Update: The Sacramento Business Journal also reports on new home sales:
But as sales perked up for new homes, prices generally fell. Paquin said that suggests builders are cutting deals...Incentives such as upgrades to appliances or floor coverings, which don't show up in a home's price, are making the true cost of a home even lower.

It's a rare situation when homebuilders can take heart in climbing sales and buyers in falling prices, Paquin said. "Look at Yolo County," Paquin said, where the average price plummeted by about $65,000. "The interesting thing is how rapidly it's going down. Buyers may be saying that, whether it's hit bottom or not, the prices are good enough for them."

Thursday, January 11, 2007

Realtorese of the Day: $96,000 Price Drop = Price "Stability"

Realtor data as published in the Tracy Press:

The Central Valley Association of Realtors reported 1,788 existing houses sold in Banta, Tracy and Mountain House by late December. It’s about half as many as in 2005, and the median price of a home dropped from $580,000 in the second half of 2005 to $530,000 in the second half of 2006 [-8.6%].

In Ripon, prices have dropped about $100,000 from the same time last year, from $546,000 to $450,000 [-17.6%], though that city also sees only 10 to 20 home sales a month, compared to more than 100 per month in Tracy.
Realtor response:
Marge Imfeld of Re/Max Executive in Ripon and a board member with the Central Valley Association of Realtors said she sees this as a much-needed correction in the market and expressed relief that prices have leveled off.

“If you look at the previous three years, 30 to 40 percent increases in property values in a year is excessive,” she said. “I truly believe I’m starting to see a stability in property values.”
Non-Realtor definitions:
  • stability = the quality, state, or degree of being stable
  • stable = firmly established : fixed, steadfast; not changing or fluctuating: unvarying
  • level off = to approach or reach a steady rate, volume, or amount

Tuesday, January 09, 2007

Million Dollar Condos in Stockton?

From the Stockton Record:

Paul Blumberg, a redevelopment manager for the city of Stockton, said developing residential downtown is now a top item in the city's agenda.
...
There already are plans for the Grupe Co. to build 156 condominiums and town houses on the south bank of the Stockton Deep Water Channel. "I think that's such a coup to have Grupe downtown, and I think it will draw other developers," [Peggy] Massey [director of economic development for the Downtown Stockton Alliance] said.

She points to a good start for the Sheraton Hotel project, with its condos on the top floors. Jeroen Gerrese, vice president of the Sheraton Stockton at Regent Pointe, said that since marketing began in October, there have been purchase deposits put down on 28 out of the 42 condos that will occupy the top three floors of the seven-story hotel.

Prices range from about $250,000 for a 663-square-foot, one-bedroom condo to $1.2 million for a 2,275-square-foot, three-bedroom condo.
...
He [developer Dan Cort] believes many people would like to live in downtown Stockton as an affordable alternative to pricey housing elsewhere in town if the city can create a truly comprehensive safe environment in which to live, work and play.

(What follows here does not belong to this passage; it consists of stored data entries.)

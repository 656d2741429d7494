use std::sync::{Condvar, Mutex, MutexGuard, PoisonError};

use crate::record_types::Record;

/// Transforms an iterator<V> into an iterator<Record<u64, V>>. It yields
/// records with the key being the position of the current record, starting with
/// 1. Mainly used to build map input from sources that only yield values (no keys).
pub struct PosRecordIterator<I> {
    i: I,
    counter: u64,
}

impl<I> PosRecordIterator<I> {
    pub fn new(it: I) -> PosRecordIterator<I> {
        PosRecordIterator { i: it, counter: 0 }
    }
}

impl<V, I: Iterator<Item = V>> Iterator for PosRecordIterator<I> {
    type Item = Record<u64, V>;
    fn next(&mut self) -> Option<Self::Item> {
        let val = self.i.next()?;
        self.counter += 1;
        Some(Record {
            key: self.counter,
            value: val,
        })
    }
}

/// Locks a mutex shared between workers. A worker that panicked while holding one of them has
/// already marked the job as abandoned, so the data behind a poisoned lock is only read to
/// shut down.
pub fn lock<T>(m: &Mutex<T>) -> MutexGuard<'_, T> {
    m.lock().unwrap_or_else(PoisonError::into_inner)
}

pub fn wait<'a, T>(cv: &Condvar, guard: MutexGuard<'a, T>) -> MutexGuard<'a, T> {
    cv.wait(guard).unwrap_or_else(PoisonError::into_inner)
}
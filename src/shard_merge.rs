//! Implements a merge tree to merge an arbitrary number of sorted worker outputs.
//! Genericized in order to build arbitrary merge trees over any item type and ordering.

use std::iter::{self, Peekable};

type Source<'a, T> = Peekable<Box<dyn Iterator<Item = T> + 'a>>;

/// See module description.
/// This type uses dynamic instead of static dispatch because it realizes an arbitrary structure
/// and can therefore not work with a single type signature.
///
/// On ties the left input wins, so merging is stable with respect to the order of the sources.
pub struct ShardMergeIterator<'a, T> {
    left: Source<'a, T>,
    right: Source<'a, T>,
    less: &'a dyn Fn(&T, &T) -> bool,
}

impl<'a, T> Iterator for ShardMergeIterator<'a, T> {
    type Item = T;
    fn next(&mut self) -> Option<Self::Item> {
        let take_right = match (self.left.peek(), self.right.peek()) {
            (Some(l), Some(r)) => (self.less)(r, l),
            (None, _) => true,
            (Some(_), None) => false,
        };
        if take_right {
            self.right.next()
        } else {
            self.left.next()
        }
    }
}

impl<'a, T: 'a> ShardMergeIterator<'a, T> {
    fn node<L, R>(left: L, right: R, less: &'a dyn Fn(&T, &T) -> bool) -> ShardMergeIterator<'a, T>
        where L: Iterator<Item = T> + 'a,
              R: Iterator<Item = T> + 'a
    {
        let left: Box<dyn Iterator<Item = T> + 'a> = Box::new(left);
        let right: Box<dyn Iterator<Item = T> + 'a> = Box::new(right);
        ShardMergeIterator {
            left: left.peekable(),
            right: right.peekable(),
            less,
        }
    }

    /// Takes multiple sorted sources and generates one ShardMergeIterator yielding all their
    /// items in sorted order (yes, iterator over a collection of iterators).
    pub fn build<It, ItIt>(sources: ItIt, less: &'a dyn Fn(&T, &T) -> bool) -> ShardMergeIterator<'a, T>
        where It: Iterator<Item = T> + 'a,
              ItIt: IntoIterator<Item = It>
    {
        let mut merged: Vec<ShardMergeIterator<'a, T>> = Vec::new();
        let mut sources = sources.into_iter();

        // Initial merging: Merge pairs of input iterators together.
        while let Some(src1) = sources.next() {
            match sources.next() {
                None => merged.push(ShardMergeIterator::node(src1, iter::empty(), less)),
                Some(src2) => merged.push(ShardMergeIterator::node(src1, src2, less)),
            }
        }

        // Recursively build the merge tree from the leaves.
        ShardMergeIterator::merge(merged, less)
    }

    /// Merge multiple ShardMergeIterators, recursively (meaning it will result in a more or less
    /// balanced merge sort tree).
    fn merge(mut its: Vec<ShardMergeIterator<'a, T>>, less: &'a dyn Fn(&T, &T) -> bool) -> ShardMergeIterator<'a, T> {
        match its.len() {
            0 => ShardMergeIterator::node(iter::empty(), iter::empty(), less),
            1 => its.remove(0),
            2 => {
                let it2 = its.remove(1);
                let it1 = its.remove(0);
                ShardMergeIterator::node(it1, it2, less)
            }
            n => {
                // its is left part, right is right part
                let right = its.split_off(n / 2);
                ShardMergeIterator::node(ShardMergeIterator::merge(its, less),
                                         ShardMergeIterator::merge(right, less),
                                         less)
            }
        }
    }
}

#[cfg(test)]
mod tests {
    use super::ShardMergeIterator;
    use std::vec;

    fn get_collection_1() -> vec::IntoIter<i32> {
        vec![1, 4, 5, 5, 6, 9, 11, 15, 15, 17, 18, 20].into_iter()
    }
    fn get_collection_2() -> vec::IntoIter<i32> {
        vec![2, 2, 2, 3, 4, 5, 7, 8, 9, 10, 45, 46, 47].into_iter()
    }
    fn get_collection_3() -> vec::IntoIter<i32> {
        vec![5, 8, 9, 10, 22, 25, 30, 37, 41, 46, 71].into_iter()
    }
    fn get_collection_4() -> vec::IntoIter<i32> {
        vec![111, 112, 113, 155].into_iter()
    }
    fn get_collection_5() -> vec::IntoIter<i32> {
        vec![13, 45, 98, 105, 145].into_iter()
    }
    fn get_collection_6() -> vec::IntoIter<i32> {
        vec![14, 67, 99, 111, 222, 566, 643].into_iter()
    }

    fn less(a: &i32, b: &i32) -> bool {
        a < b
    }

    #[test]
    fn test_merge_iterator() {
        let it = ShardMergeIterator::build(vec![get_collection_1(),
                                                get_collection_2(),
                                                get_collection_3(),
                                                get_collection_4(),
                                                get_collection_5(),
                                                get_collection_6()],
                                           &less);
        let mut cmp = 0;
        let mut cnt = 0;

        for i in it {
            assert!(i >= cmp);
            cmp = i;
            cnt += 1;
        }

        assert_eq!(cnt,
                   get_collection_1().len() + get_collection_2().len() + get_collection_3().len() +
                   get_collection_4().len() + get_collection_5().len() +
                   get_collection_6().len());
    }

    #[test]
    fn test_merge_empty_and_single() {
        let none: Vec<vec::IntoIter<i32>> = Vec::new();
        assert_eq!(ShardMergeIterator::build(none, &less).count(), 0);

        let one = vec![get_collection_4()];
        let out: Vec<i32> = ShardMergeIterator::build(one, &less).collect();
        assert_eq!(out, vec![111, 112, 113, 155]);

        let with_empty = vec![Vec::new().into_iter(), vec![1, 3].into_iter(), Vec::new().into_iter()];
        let out: Vec<i32> = ShardMergeIterator::build(with_empty, &less).collect();
        assert_eq!(out, vec![1, 3]);
    }

    #[test]
    fn test_merge_is_stable() {
        // Compare by tens only; ties must come out in source order.
        let tens = |a: &(i32, char), b: &(i32, char)| a.0 / 10 < b.0 / 10;
        let sources = vec![vec![(10, 'a'), (20, 'b')].into_iter(),
                           vec![(11, 'c'), (21, 'd')].into_iter(),
                           vec![(12, 'e')].into_iter()];
        let out: String = ShardMergeIterator::build(sources, &tens).map(|(_, c)| c).collect();
        assert_eq!(out, "acebd");
    }
}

"The people who will live down there will create safety," he said. That safe environment would have to start with getting rid of the "criminal element" - mostly parolees - attracted to the area from throughout the region because of cheap "single room occupancy" hotels available to them, he said.
The Record also has an update on the Manteca sewer story:
City leaders are reacting to the slumping housing market by making significant changes to Manteca's growth policies in hopes of maintaining home building and retaining thousands of construction jobs.

Manteca's move might be a signal that the continuing downturn in the housing market could have a substantial impact on communities that depend on that growth. It remains to be seen whether other cities will follow suit with their own policy changes or incentives for builders.

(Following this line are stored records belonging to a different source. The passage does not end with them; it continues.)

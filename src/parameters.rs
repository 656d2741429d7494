//! Parameters for a mapreduce process.
//!

use crate::error::{MRError, MRResult};

/// How the shuffle phase combines the sorted outputs of all workers.
#[derive(Clone, Copy, Debug, PartialEq, Eq)]
pub enum MergeStrategy {
    /// Merge the per-worker sorted buffers with a balanced tree of two-way merges;
    /// O(n log t) for n records from t workers.
    MergeTree,
    /// Concatenate all buffers and sort them again; O(n log n), but simple.
    ConcatSort,
}

#[derive(Clone, Debug)]
pub struct MRParameters {
    pub threads: usize,

    pub merge: MergeStrategy,

    pub reduce_group_prealloc_size: usize,

    pub thread_name_prefix: String,
    pub stack_size: Option<usize>,
}

impl MRParameters {
    pub fn new() -> MRParameters {
        MRParameters {
            threads: 4,
            merge: MergeStrategy::MergeTree,
            reduce_group_prealloc_size: 1,
            thread_name_prefix: String::from("mr-worker"),
            stack_size: None,
        }
    }

    /// Determines how many worker threads will be run. Every worker takes part in all phases:
    /// each maps a share of the input, and each reduces a share of the groups. The first
    /// worker additionally runs the shuffle.
    ///
    /// Default 4
    pub fn set_concurrency(mut self, threads: usize) -> MRParameters {
        self.threads = threads;
        self
    }

    /// How the sorted map outputs are merged before grouping.
    ///
    /// Default MergeStrategy::MergeTree
    pub fn set_merge_strategy(mut self, merge: MergeStrategy) -> MRParameters {
        self.merge = merge;
        self
    }

    /// prealloc_size: How big are the groups of keys in the reduce phase expected to be? (used for pre-allocating
    /// buffers)
    /// Default 1.
    pub fn set_reduce_group_opts(mut self, prealloc_size: usize) -> MRParameters {
        self.reduce_group_prealloc_size = prealloc_size;
        self
    }

    /// Prefix for the names of worker threads; the index of the worker is appended to it.
    /// Also shows up in log messages.
    /// Default: mr-worker
    pub fn set_name(mut self, prefix: String) -> MRParameters {
        self.thread_name_prefix = prefix;
        self
    }

    /// Stack size of worker threads, in bytes. Default: the platform's default for new threads.
    pub fn set_stack_size(mut self, size: usize) -> MRParameters {
        self.stack_size = Some(size);
        self
    }

    /// Checks the parameters before any thread is started.
    pub fn validate(&self) -> MRResult<()> {
        if self.threads < 1 || u32::try_from(self.threads).is_err() {
            return Err(MRError::InvalidConcurrency(self.threads));
        }
        Ok(())
    }

    pub fn worker_name(&self, worker: usize) -> String {
        format!("{}-{}", self.thread_name_prefix, worker)
    }
}

impl Default for MRParameters {
    fn default() -> MRParameters {
        MRParameters::new()
    }
}
//! A MapReducer that uses supplied map()/reduce() functions.

use std::marker::PhantomData;

use crate::mapreducer::{MapReducer, MapperF, ReducerF};
use crate::record_types::{MEmitter, MultiRecord, REmitter};
use crate::sort::{default_less, Comparer};

/// This type implements the MapReducer trait. You can use it to provide your own functions to a
/// MapReduce process. If you need more flexibility (e.g. state shared by map() calls), however,
/// you may want to simply implement your own type that fulfills MapReducer.
pub struct ClosureMapReducer<K1, V1, K2, V2, K3, V3> {
    mapper: MapperF<K1, V1, K2, V2>,
    reducer: ReducerF<K2, V2, K3, V3>,
    comparer: Comparer<K2>,
    _types: PhantomData<fn() -> (K1, V1, K3, V3)>,
}

impl<K1, V1, K2, V2, K3, V3> Clone for ClosureMapReducer<K1, V1, K2, V2, K3, V3> {
    fn clone(&self) -> Self {
        ClosureMapReducer {
            mapper: self.mapper,
            reducer: self.reducer,
            comparer: self.comparer,
            _types: PhantomData,
        }
    }
}

impl<K1, V1, K2: Ord, V2, K3, V3> ClosureMapReducer<K1, V1, K2, V2, K3, V3> {
    /// Create a new MapReducer from the supplied functions. Intermediate keys are ordered by
    /// their Ord implementation.
    pub fn new(mapper: MapperF<K1, V1, K2, V2>, reducer: ReducerF<K2, V2, K3, V3>) -> Self {
        ClosureMapReducer {
            mapper,
            reducer,
            comparer: default_less::<K2>,
            _types: PhantomData,
        }
    }
}

impl<K1, V1, K2, V2, K3, V3> ClosureMapReducer<K1, V1, K2, V2, K3, V3> {
    /// Create a new MapReducer with an explicit ordering on intermediate keys (for key types
    /// that are not Ord, or to group keys differently, e.g. `sort::dict_string_less`).
    pub fn with_comparator(mapper: MapperF<K1, V1, K2, V2>,
                           reducer: ReducerF<K2, V2, K3, V3>,
                           comparer: Comparer<K2>)
                           -> Self {
        ClosureMapReducer {
            mapper,
            reducer,
            comparer,
            _types: PhantomData,
        }
    }
    /// Set the function used for ordering (and grouping) intermediate keys.
    pub fn set_comparator(&mut self, c: Comparer<K2>) {
        self.comparer = c;
    }
}

impl<K1, V1, K2, V2, K3, V3> MapReducer for ClosureMapReducer<K1, V1, K2, V2, K3, V3>
    where K1: Send + Sync,
          V1: Send + Sync,
          K2: Send,
          V2: Send,
          K3: Send,
          V3: Send
{
    type InKey = K1;
    type InValue = V1;
    type Key = K2;
    type Value = V2;
    type OutKey = K3;
    type OutValue = V3;

    fn map(&self, e: &mut MEmitter<K2, V2>, k: &K1, v: &V1) {
        (self.mapper)(e, k, v)
    }
    fn reduce(&self, e: &mut REmitter<K3, V3>, r: MultiRecord<K2, V2>) {
        (self.reducer)(e, r)
    }
    fn key_less(&self, a: &K2, b: &K2) -> bool {
        (self.comparer)(a, b)
    }
}
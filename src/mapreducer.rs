//! The MapReducer trait and associated types.

use crate::record_types::{MEmitter, MultiRecord, REmitter};

/// Map() function type. The MEmitter argument is used to emit values from
/// the map() function.
pub type MapperF<K1, V1, K2, V2> = fn(&mut MEmitter<K2, V2>, &K1, &V1);
/// Reduce() function type. The REmitter argument is used to emit values
/// from the reduce() function.
pub type ReducerF<K2, V2, K3, V3> = fn(&mut REmitter<K3, V3>, MultiRecord<K2, V2>);

/// The user side of a job: map(), reduce() and an ordering on intermediate keys.
///
/// One instance is shared by all worker threads of a job, hence the `Sync` bound and the
/// `&self` receivers. The engine never looks into keys or values, except for passing
/// intermediate keys to `key_less()`.
pub trait MapReducer: Send + Sync {
    type InKey: Send + Sync;
    type InValue: Send + Sync;
    type Key: Send;
    type Value: Send;
    type OutKey: Send;
    type OutValue: Send;

    /// Takes one <key,value> pair and an emitter.
    /// The emitter is used to yield results from the map phase; it may be called any number
    /// of times.
    fn map(&self, em: &mut MEmitter<Self::Key, Self::Value>, key: &Self::InKey, value: &Self::InValue);

    /// Takes one key and one or more values and emits any number of (usually one) output
    /// pairs.
    fn reduce(&self, em: &mut REmitter<Self::OutKey, Self::OutValue>, records: MultiRecord<Self::Key, Self::Value>);

    /// A strict weak ordering on intermediate keys. Used for sorting, and for grouping: keys
    /// `a` and `b` belong to the same group iff `!key_less(a, b) && !key_less(b, a)`.
    fn key_less(&self, a: &Self::Key, b: &Self::Key) -> bool;
}

/// Input records of a MapReducer.
pub type InputRecord<MR> = crate::record_types::Record<<MR as MapReducer>::InKey, <MR as MapReducer>::InValue>;
/// Intermediate records of a MapReducer.
pub type MapRecord<MR> = crate::record_types::Record<<MR as MapReducer>::Key, <MR as MapReducer>::Value>;
/// Groups handed to a MapReducer's reduce().
pub type Group<MR> = MultiRecord<<MR as MapReducer>::Key, <MR as MapReducer>::Value>;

On the surface, the changes appear mundane: Developers will have an extra year to choose when to build homes after reserving units of city sewer capacity. And the city next year might allocate more sewer units than its current growth ordinance allows, aiming to stimulate building during an expected slow period for construction.
...
The idea, city officials said, is to give builders some breathing room, perhaps letting them hold off on construction until the market improves. Supporters of the change said that, had the city chosen to let sewer reservations expire, construction workers and other employees in the development community would be out of jobs.
...
City Councilman John Harris said the city's decision is a chance to give both Manteca and its developers more options in an uncertain market. "It's just a one-year Band-Aid, as I see it," he said.

Monday, January 08, 2007

Market Not The Only Thing Cold

Housing Bust Consequence #2,549:

Jeff Hadden hates to say he told you so, but he's going to do it anyway. The owner of NPC Firewood, a Sacramento firewood seller since 1971, Hadden recalls customers trading their traditional wood burning stoves for pellet stoves a little more than a decade ago. Lured by the ease of fitting pellets -- compacted balls of sawdust -- into a stove rather than more cumbersome firewood, Hadden said consumers started moving to the new technology in droves. "I've been telling them for 14 years that they would be sorry," Hadden said.

And sorry many people are, since a recent shortage in pellets, caused by a slowdown in home construction, has left many in the region shivering as temperatures dip below normal.
...
Craig Franklin, the general manager of Emigh Ace Hardware on El Camino Avenue, said he feels sorry for anyone relying solely on pellets to stay warm this winter. "We sold everything we can get our hands on," Franklin said. "I don't see an end (to the shortage) as long as the weather stays cold."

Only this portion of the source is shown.